Carriers that wrote your SR-22 policy — typically non-standard or specialty subsidiaries like The General, Direct Auto, or Bristol West — rarely offer competitive post-SR22 rates. They priced your risk at the high end of the market when no one else would write you, and they have no underwriting incentive to lower that rate after graduation.
Request quotes from at least four carriers six months before your SR-22 ends. Compare monthly premiums for identical coverage limits. The carrier offering the lowest rate during your SR-22 period will almost never be the lowest rate carrier after you graduate.
How Long Until Your Rate Reaches Normal Levels?
Post-SR22 rate normalization follows a three-year curve for most violations. Year one after filing ends, expect rates 40–60% higher than a clean-record driver. Year two, expect rates 25–40% higher. By year three post-conviction, most drivers with no additional violations reach rates within 10–15% of standard market pricing.
DUI convictions take longer to normalize than suspensions or point accumulations. Carriers weight DUI convictions heavily for five years, and some maintain surcharges up to seven years post-conviction even after SR-22 ends. Drivers who filed SR-22 for non-DUI violations typically reach normal pricing faster — by year four post-incident.
Rate recovery accelerates if you shop aggressively every six months during the post-SR22 period. Carriers reprice your risk profile at every renewal, and competitive pressure from quotes forces your rate down faster than passive renewal with the same insurer.
What Coverage Changes Should You Make When SR-22 Ends?
When your SR-22 requirement ends, notify your carrier immediately and request removal of the filing from your policy. Some carriers automatically remove the filing; others require written notification. Confirm the filing has been removed by requesting an updated declarations page showing no SR-22 certificate attached.
Review your liability limits once SR-22 ends. Many drivers carried only state minimum liability during the filing period because premiums were already high. Post-graduation is the correct time to increase limits to 100/300/100 or add umbrella coverage if you own assets. Your rate for higher limits is now significantly lower than it was during the SR-22 period.
Consider switching from comprehensive and collision coverage to liability-only if your vehicle value has depreciated below $4,000 and you can afford to replace it out of pocket. Many post-SR22 drivers overpay for full coverage on older vehicles because they carried it throughout the filing period and never reevaluated.
What Happens If You Let SR-22 Lapse in the Final Six Months?

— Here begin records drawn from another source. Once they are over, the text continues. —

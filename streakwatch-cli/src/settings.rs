//! Config file loading and CLI overrides.

use std::path::Path;

use streakwatch::{OutputFormat, StreakwatchConfig};
use tracing::info;

/// Values given on the command line that take precedence over the file.
#[derive(Debug, Default)]
pub struct Overrides {
    pub seed: Option<u64>,
    pub table_id: Option<String>,
    pub format: Option<OutputFormat>,
    pub log_level: Option<String>,
}

/// Load config from `path` if it exists, otherwise defaults, then apply overrides.
pub fn load(path: &Path, overrides: Overrides) -> anyhow::Result<StreakwatchConfig> {
    let mut config = if path.exists() {
        let content = std::fs::read_to_string(path)?;
        StreakwatchConfig::from_yaml(&content)?
    } else {
        info!(path = %path.display(), "Config file not found, using defaults");
        StreakwatchConfig::default()
    };

    if let Some(seed) = overrides.seed {
        config.engine.seed = Some(seed);
    }
    if let Some(table_id) = overrides.table_id {
        config.engine.table_id = table_id;
    }
    if let Some(format) = overrides.format {
        config.display.format = format;
    }
    if let Some(level) = overrides.log_level {
        config.general.log_level = level;
    }

    config.validate()?;
    Ok(config)
}
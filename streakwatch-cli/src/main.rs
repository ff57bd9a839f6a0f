//! streakwatch: console driver for the pattern engine
//!
//! Feeds outcomes into a single engine and prints patterns, frequencies and
//! the suggestion. Results go to stdout, logs to stderr.

mod commands;
mod render;
mod settings;

use std::path::PathBuf;

use clap::{Parser, ValueEnum};
use streakwatch::{Engine, OutputFormat};
use tracing::debug;

use commands::Commands;
use render::Renderer;
use settings::Overrides;

#[derive(Parser)]
#[command(name = "streakwatch")]
#[command(about = "Pattern detection and next-outcome suggestion for Home/Draw/Away rounds")]
struct Cli {
    /// Path to configuration file
    #[arg(short, long, default_value = "streakwatch.yaml", env = "STREAKWATCH_CONFIG")]
    config: PathBuf,

    /// Seed for the tie-break random source
    #[arg(long, env = "STREAKWATCH_SEED")]
    seed: Option<u64>,

    /// Table identifier (overrides config file)
    #[arg(long)]
    table_id: Option<String>,

    /// Output format (overrides config file)
    #[arg(short, long, value_enum)]
    format: Option<Format>,

    /// Log level (overrides config file)
    #[arg(long)]
    log_level: Option<String>,

    #[command(subcommand)]
    command: Commands,
}

#[derive(Debug, Clone, Copy, ValueEnum)]
enum Format {
    Text,
    Json,
}

impl From<Format> for OutputFormat {
    fn from(format: Format) -> Self {
        match format {
            Format::Text => OutputFormat::Text,
            Format::Json => OutputFormat::Json,
        }
    }
}

fn main() -> anyhow::Result<()> {
    let cli = Cli::parse();

    let config = settings::load(
        &cli.config,
        Overrides {
            seed: cli.seed,
            table_id: cli.table_id,
            format: cli.format.map(OutputFormat::from),
            log_level: cli.log_level,
        },
    )?;

    // Initialize tracing
    tracing_subscriber::fmt()
        .with_writer(std::io::stderr)
        .with_env_filter(
            tracing_subscriber::EnvFilter::from_default_env()
                .add_directive(format!("streakwatch={}", config.general.log_level).parse()?),
        )
        .init();

    debug!(config = ?config, "Configuration loaded");

    let renderer = Renderer {
        format: config.display.format,
        show_frequencies: config.display.show_frequencies,
    };
    let mut engine = Engine::with_config(config.engine);

    match cli.command {
        Commands::Analyze { sequence } => {
            print!("{}", commands::analyze(&mut engine, &sequence, &renderer)?);
        }
        Commands::Session => {
            let stdin = std::io::stdin();
            commands::run_session(&mut engine, &renderer, stdin.lock(), std::io::stdout())?;
        }
        Commands::Catalog => {
            print!("{}", commands::catalog());
        }
    }

    Ok(())
}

An SR-22 lapse in the final six months of your filing period resets your requirement clock to zero in most states. If your state mandates three years of SR-22 filing and you lapse at month 30, you restart the three-year requirement from the date you refile. The original 30 months do not count.
Carriers report SR-22 lapses to the state DMV within 24 to 48 hours of policy cancellation or non-payment. The DMV suspends your license immediately upon receiving the lapse notification, typically before you receive a warning letter. Reinstatement after a lapse requires refiling SR-22, paying a reinstatement fee, and restarting the full filing period.
Maintain continuous coverage through your final payment even if you plan to switch carriers immediately after graduation. Schedule your new policy effective date for the day after your SR-22 requirement officially ends, and confirm your old policy remains active until that transition date. A single-day coverage gap triggers a lapse filing.